C’est de nouveau une rencontre qui déclenche l’histoire, qui produit ce basculement nous plongeant dans l’intrigue. Cette fois, c’est entre deux hommes. Le narrateur découvre celui qu’il commence par appeler le “con” en spécialiste qu’il est. Le con se vante, en fait des tonnes, se saoule. Et le narrateur finit par y voir une opportunité. Un moyen facile d’empocher de l’argent. Cet argent qu’il lui faut ramener à la maison selon les exigences de sa moitié… Et notre narrateur, partisan de l’idée de gauche, philosophe de comptoir ayant pris conscience de lui-même, suit le con. Et il va en apprendre plus qu’il ne le souhaite sur sa victime désignée, sur cet homme qui lâche les billets par poignées et qui fréquente les bars, comme lui…
Ce qui commence comme une farce, racontée par un homme dont on aurait presque pitié tant il est pétri de certitudes, va basculer.
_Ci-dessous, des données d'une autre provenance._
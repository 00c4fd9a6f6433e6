//! Interactive session: one initial story plus user-requested revisions.

use serde::Serialize;
use storyloop_judge::Evaluation;
use tracing::{info, warn};

use crate::error::LoopError;
use crate::{LoopContext, Refiner, Story, StoryRequest, DEFAULT_MAX_ITERATIONS};

pub const DEFAULT_MAX_REVISIONS: usize = 3;

const RULE: &str = "============================================================";

/// Line-oriented user interaction
pub trait Console {
    /// Ask the user something. Returns an empty string on end of input.
    fn prompt_user(&mut self, message: &str) -> String;

    /// Show a message to the user
    fn print(&mut self, message: &str);
}

/// Limits for one session
#[derive(Debug, Clone, Copy)]
pub struct SessionSettings {
    /// Write/judge cycles per round
    pub max_iterations: usize,
    /// Revision rounds offered after the first story
    pub max_revisions: usize,
}

impl Default for SessionSettings {
    fn default() -> Self {
        Self {
            max_iterations: DEFAULT_MAX_ITERATIONS,
            max_revisions: DEFAULT_MAX_REVISIONS,
        }
    }
}

/// One completed round of a session
#[derive(Debug, Serialize)]
pub struct SessionRound {
    pub request: StoryRequest,
    pub story: Story,
    pub evaluation: Evaluation,
    pub iterations: usize,
}

/// Everything produced during one session
#[derive(Debug, Default, Serialize)]
pub struct Session {
    pub rounds: Vec<SessionRound>,
    /// Revision rounds abandoned because a model call failed
    pub failed_revisions: usize,
}

impl Session {
    /// The most recent story shown to the user
    pub fn latest_story(&self) -> Option<&Story> {
        self.rounds.last().map(|round| &round.story)
    }

    pub fn revisions(&self) -> usize {
        self.rounds.len().saturating_sub(1)
    }
}

/// Runs the initial request and the revision rounds
pub struct StorySession<'a> {
    refiner: &'a Refiner<'a>,
    console: &'a mut dyn Console,
    settings: SessionSettings,
}

impl<'a> StorySession<'a> {
    pub fn new(refiner: &'a Refiner<'a>, console: &'a mut dyn Console) -> Self {
        Self {
            refiner,
            console,
            settings: SessionSettings::default(),
        }
    }

    pub fn with_settings(mut self, settings: SessionSettings) -> Self {
        self.settings = settings;
        self
    }

    /// Run the whole interaction.
    ///
    /// Fails only when the first round fails, since there is nothing to
    /// revise without a story. A failed revision round is reported and
    /// skipped.
    pub async fn run(&mut self) -> Result<Session, LoopError> {
        self.print_welcome();

        let answer = self
            .console
            .prompt_user("What kind of story do you want to hear? ");
        let original = match answer.trim() {
            "" => {
                let example = StoryRequest::example();
                self.console
                    .print(&format!("\nUsing example request: {}\n", example));
                example
            }
            text => StoryRequest::new(text),
        };

        let mut session = Session::default();

        let round = self.run_round(original.clone()).await?;
        self.show_story("YOUR BEDTIME STORY", &round.story);
        session.rounds.push(round);

        for revision in 1..=self.settings.max_revisions {
            let feedback = self.ask_for_revision();
            if feedback.is_empty() {
                break;
            }

            self.console
                .print("\nCreating a revised version based on your feedback...\n");
            match self.run_round(original.with_revision(&feedback)).await {
                Ok(round) => {
                    self.show_story(&format!("REVISION {}", revision), &round.story);
                    session.rounds.push(round);
                }
                Err(e) => {
                    warn!(revision, error = %e, "Revision round failed");
                    self.console.print(&format!(
                        "\nSorry, revision {} could not be completed: {}\n",
                        revision, e
                    ));
                    session.failed_revisions += 1;
                }
            }
        }

        self.console
            .print("\nThank you for using the Bedtime Story Generator! Sweet dreams!\n");
        info!(
            rounds = session.rounds.len(),
            failed_revisions = session.failed_revisions,
            "Session finished"
        );
        Ok(session)
    }

    async fn run_round(&mut self, request: StoryRequest) -> Result<SessionRound, LoopError> {
        let context =
            LoopContext::new(request.clone()).with_max_iterations(self.settings.max_iterations);
        let outcome = self.refiner.run(context).await?;
        let iterations = outcome.iterations();
        info!(
            iterations,
            approved = outcome.is_approved(),
            duration_secs = outcome.total_duration_secs(),
            "Round finished"
        );
        let (story, evaluation) = outcome.into_parts();

        Ok(SessionRound {
            request,
            story,
            evaluation,
            iterations,
        })
    }

    fn ask_for_revision(&mut self) -> String {
        self.console.print(&format!(
            "\n{}\nWould you like to add or change anything in the story?\n\
             (Examples: 'Make it funnier', 'Add a talking animal', 'Make it shorter', etc.)\n\
             Or press Enter to keep it as is.\n{}\n",
            RULE, RULE
        ));
        self.console
            .prompt_user("Your feedback: ")
            .trim()
            .to_string()
    }

    fn print_welcome(&mut self) {
        self.console.print(&format!(
            "{}\n\nWelcome to the Bedtime Story Generator!\n{}\n\n\
             I can create magical bedtime stories for children ages 5-10 based on your requests.\n\n\
             Examples:\n   \
             - A story about a brave mouse who explores a castle.\n   \
             - Tell me about a friendship between a girl and a dragon.\n   \
             - A story about a boy who finds a magic paintbrush.\n{}",
            RULE, RULE, RULE
        ));
    }

    fn show_story(&mut self, title: &str, story: &Story) {
        self.console.print(&format!(
            "\n{}\n{}\n{}\n\n{}\n\n{}",
            RULE, title, RULE, story, RULE
        ));
    }
}
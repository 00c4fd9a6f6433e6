use serde::Serialize;
use std::time::Duration;

/// Text returned by a model call
#[derive(Debug, Clone, Serialize)]
pub struct Completion {
    /// Generated text
    pub text: String,
    /// Wall-clock time of the call
    #[serde(with = "duration_secs")]
    pub duration: Duration,
    /// Output tokens reported by the backend, if any
    pub output_tokens: Option<u32>,
}

impl Completion {
    pub fn new(text: String, duration: Duration) -> Self {
        Self {
            text,
            duration,
            output_tokens: None,
        }
    }

    pub fn with_output_tokens(mut self, tokens: u32) -> Self {
        self.output_tokens = Some(tokens);
        self
    }

    /// Whether the backend returned only whitespace
    pub fn is_blank(&self) -> bool {
        self.text.trim().is_empty()
    }
}

mod duration_secs {
    use serde::{Serialize, Serializer};
    use std::time::Duration;

    pub fn serialize<S>(duration: &Duration, serializer: S) -> Result<S::Ok, S::Error>
    where
        S: Serializer,
    {
        duration.as_secs_f64().serialize(serializer)
    }
}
Nous sommes dans un cauchemar, un cauchemar qui fait sourire ou rire, un cauchemar rosse. C’est que ce “con”, ce Jacques, ne l’est peut-être pas tant que ça… C’est que cet homme, ce narrateur, plein de certitudes va devoir tout remettre en cause. Et nous avec. Les apparences sont trompeuses.
Bartelt, dans un langage savoureux, au plus près des pensées de son narrateur, nous raconte une histoire comme on les aime, pleine de rebondissements, et pas si limpide que ça.
Au départ, ce roman n’était pas destiné à être publié, alors Bartelt s’est lâché, il est allé loin dans la violence, le décalé, il a fouillé ses personnages encore plus profondément, parodiant presque certains des romans parus dans la même collection et se prenant beaucoup plus au sérieux.
C’est un excellent moment de lecture. Que certains trouveront peut-être trop simple, léger, mais que j’ai goûté avec plaisir.
Bartelt continue d’écrire tous les jours, sélectionnant pour la publication quelques passages de sa prose, d’autres romans sont donc venus ensuite. Nous en reparlerons.